-- AVAILABLE RECORDS follows --
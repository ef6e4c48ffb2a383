//! Query compiler (C7).
//!
//! Compiles a declarative filter tree into an executable tantivy query
//! using a registry of named query strategies resolved per field, the six
//! named operators of §4.7's strategy table, plus a profile/selector layer
//! for resolving named search profiles.

mod strategies;

use std::collections::HashMap;
use std::sync::Arc;

use tantivy::query::{BooleanQuery, BoostQuery, ConstScoreQuery, Occur, Query};
use tantivy::schema::Field;
use tantivy::tokenizer::TokenizerManager;

use crate::error::{FlexError, FlexResult};
use crate::field::FieldDescriptor;
use crate::runtime::IndexRuntime;

pub use strategies::{default_registry, QueryStrategy};

#[derive(Debug, Clone, Copy, PartialEq, Eq)]
pub enum FilterType {
    And,
    Or,
}

#[derive(Debug, Clone, Copy, PartialEq, Eq)]
pub enum MissingValueOption {
    ThrowError,
    Default,
    Ignore,
}

/// A single leaf condition in a filter tree (§4.7).
#[derive(Debug, Clone)]
pub struct Condition {
    pub field_name: String,
    pub operator: String,
    pub values: Vec<String>,
    pub parameters: HashMap<String, String>,
    pub boost: i32,
    pub missing_value_option: MissingValueOption,
}

/// A nested conjunction/disjunction of conditions (§4.7).
#[derive(Debug, Clone, Default)]
pub struct SearchFilter {
    pub filter_type: FilterTypeOrDefault,
    pub conditions: Vec<Condition>,
    pub sub_filters: Vec<SearchFilter>,
    pub constant_score: i32,
}

/// Wrapper purely so `SearchFilter` can derive `Default` without picking an
/// arbitrary default for `FilterType` silently — callers must set it.
#[derive(Debug, Clone, Copy, PartialEq, Eq)]
pub struct FilterTypeOrDefault(pub FilterType);

impl Default for FilterTypeOrDefault {
    fn default() -> Self {
        FilterTypeOrDefault(FilterType::And)
    }
}

/// Registry of named query-building strategies (`term_match`, `fuzzy_match`, …).
pub struct StrategyRegistry {
    strategies: HashMap<String, Arc<dyn QueryStrategy>>,
}

impl StrategyRegistry {
    pub fn new() -> Self {
        Self {
            strategies: default_registry(),
        }
    }

    pub fn register(&mut self, name: impl Into<String>, strategy: Arc<dyn QueryStrategy>) {
        self.strategies.insert(name.into(), strategy);
    }

    pub fn resolve(&self, operator: &str) -> Option<&Arc<dyn QueryStrategy>> {
        self.strategies.get(operator)
    }
}

impl Default for StrategyRegistry {
    fn default() -> Self {
        Self::new()
    }
}

/// The pre-built filter trees a search profile maps a name to (§4.7).
pub type SearchProfiles = HashMap<String, SearchFilter>;

/// Resolves a search profile's name by invoking a named selector script
/// against the request's fields. An external collaborator (§1 scope: script
/// hosting); only the trait boundary lives here.
pub trait ProfileSelector: Send + Sync {
    fn select(&self, selector_name: &str, fields: &HashMap<String, String>) -> FlexResult<String>;
}

/// `SearchProfileQuery { profile_selector?, profile_name?, fields }` (§4.7).
pub struct SearchProfileQuery {
    pub profile_selector: Option<String>,
    pub profile_name: Option<String>,
    pub fields: HashMap<String, String>,
}

/// Resolves `tokenize(analyzer, field, text)`: opens the token stream,
/// drains it to exhaustion, then ends it — matching tantivy's own
/// stream lifecycle (open/reset-implicit/advance-to-exhaustion).
pub fn tokenize(tokenizers: &TokenizerManager, analyzer: &str, text: &str) -> Vec<String> {
    let tokenizer = match tokenizers.get(analyzer) {
        Some(t) => t,
        None => return Vec::new(),
    };

    let mut stream = tokenizer.token_stream(text);
    let mut tokens = Vec::new();
    while stream.advance() {
        tokens.push(stream.token().text.clone());
    }
    tokens
}

fn resolve_field<'a>(
    runtime: &'a IndexRuntime,
    field_name: &str,
) -> FlexResult<(&'a Arc<FieldDescriptor>, Field)> {
    let descriptor = runtime
        .setting
        .field(field_name)
        .ok_or_else(|| FlexError::UnknownField(field_name.to_string()))?;

    if descriptor.stored_only {
        return Err(FlexError::StoreOnlyField(field_name.to_string()));
    }

    let tantivy_field = runtime.shards[0]
        .schema()
        .get_field(field_name)
        .ok_or_else(|| FlexError::UnknownField(field_name.to_string()))?;

    Ok((descriptor, tantivy_field))
}

fn occur_for(filter_type: FilterType) -> Occur {
    match filter_type {
        FilterType::And => Occur::Must,
        FilterType::Or => Occur::Should,
    }
}

/// Compiles one condition into zero or one boosted clause, honoring the
/// profile-binding / missing-value rules of §4.7 step 3.
fn compile_condition(
    runtime: &IndexRuntime,
    condition: &Condition,
    registry: &StrategyRegistry,
    tokenizers: &TokenizerManager,
    profile_bindings: Option<&HashMap<String, String>>,
) -> FlexResult<Option<Box<dyn Query>>> {
    let strategy = registry
        .resolve(&condition.operator)
        .ok_or_else(|| FlexError::UnknownQueryOperator(condition.operator.clone()))?;

    let (descriptor, tantivy_field) = resolve_field(runtime, &condition.field_name)?;

    let mut values = condition.values.clone();

    if let Some(bindings) = profile_bindings {
        match bindings.get(&condition.field_name) {
            Some(bound_value) => {
                if values.is_empty() {
                    values.push(bound_value.clone());
                } else {
                    values[0] = bound_value.clone();
                }
            }
            None => match condition.missing_value_option {
                MissingValueOption::Ignore => return Ok(None),
                MissingValueOption::ThrowError => {
                    return Err(FlexError::InvalidCondition(format!(
                        "profile binding missing for field '{}'",
                        condition.field_name
                    )))
                }
                MissingValueOption::Default => {}
            },
        }
    }

    if values.is_empty() || values.iter().any(|v| v.is_empty()) {
        return Err(FlexError::InvalidCondition(format!(
            "condition on '{}' has empty values",
            condition.field_name
        )));
    }

    let built = strategy.build(descriptor, tantivy_field, &values, &condition.parameters, tokenizers)?;

    Ok(built.map(|query| {
        if condition.boost > 1 {
            Box::new(BoostQuery::new(query, condition.boost as f32)) as Box<dyn Query>
        } else {
            query
        }
    }))
}

/// Compiles `(index runtime, filter tree, is_top_level, profile_bindings)`
/// into an executable query (§4.7).
pub fn compile(
    runtime: &IndexRuntime,
    filter: &SearchFilter,
    is_top_level: bool,
    registry: &StrategyRegistry,
    tokenizers: &TokenizerManager,
    profile_bindings: Option<&HashMap<String, String>>,
) -> FlexResult<Box<dyn Query>> {
    let occur = occur_for(filter.filter_type.0);
    let mut clauses: Vec<(Occur, Box<dyn Query>)> = Vec::new();

    for condition in &filter.conditions {
        if let Some(query) = compile_condition(runtime, condition, registry, tokenizers, profile_bindings)? {
            clauses.push((occur, query));
        }
    }

    for sub_filter in &filter.sub_filters {
        let nested = compile(runtime, sub_filter, false, registry, tokenizers, profile_bindings)?;
        clauses.push((occur, nested));
    }

    let boolean: Box<dyn Query> = Box::new(BooleanQuery::from(clauses));

    if filter.constant_score > 1 && !is_top_level {
        Ok(Box::new(ConstScoreQuery::new(boolean, filter.constant_score as f32)))
    } else {
        Ok(boolean)
    }
}

/// Resolves and compiles a search-profile query (§4.7).
pub fn compile_profile(
    runtime: &IndexRuntime,
    profiles: &SearchProfiles,
    query: &SearchProfileQuery,
    selector: Option<&dyn ProfileSelector>,
    registry: &StrategyRegistry,
    tokenizers: &TokenizerManager,
) -> FlexResult<Box<dyn Query>> {
    let profile_name = match (&query.profile_selector, &query.profile_name) {
        (Some(selector_name), _) => {
            let selector = selector
                .ok_or_else(|| FlexError::ValidationFailed("no profile selector registered".into()))?;
            selector.select(selector_name, &query.fields)?
        }
        (None, Some(name)) => name.clone(),
        (None, None) => {
            return Err(FlexError::ValidationFailed(
                "search profile query has neither a selector nor a name".into(),
            ))
        }
    };

    let filter = profiles
        .get(&profile_name)
        .ok_or_else(|| FlexError::UnknownSearchProfile(profile_name))?;

    compile(runtime, filter, true, registry, tokenizers, Some(&query.fields))
}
-- AVAILABLE RECORDS concluded --
> _ABOUT THIS EXERCISE_: Starting at the first line of the entries above, please extract each line up to and including the line with "a profile/selector layer", unchanged, and add nothing.

> _SOLVED PROBLEM_:
repository ef6e4c48ffb2a383
//! Query compiler (C7).
//!
//! Compiles a declarative filter tree into an executable tantivy query
//! using a registry of named query strategies resolved per field, the six
//! named operators of §4.7's strategy table, plus a profile/selector layer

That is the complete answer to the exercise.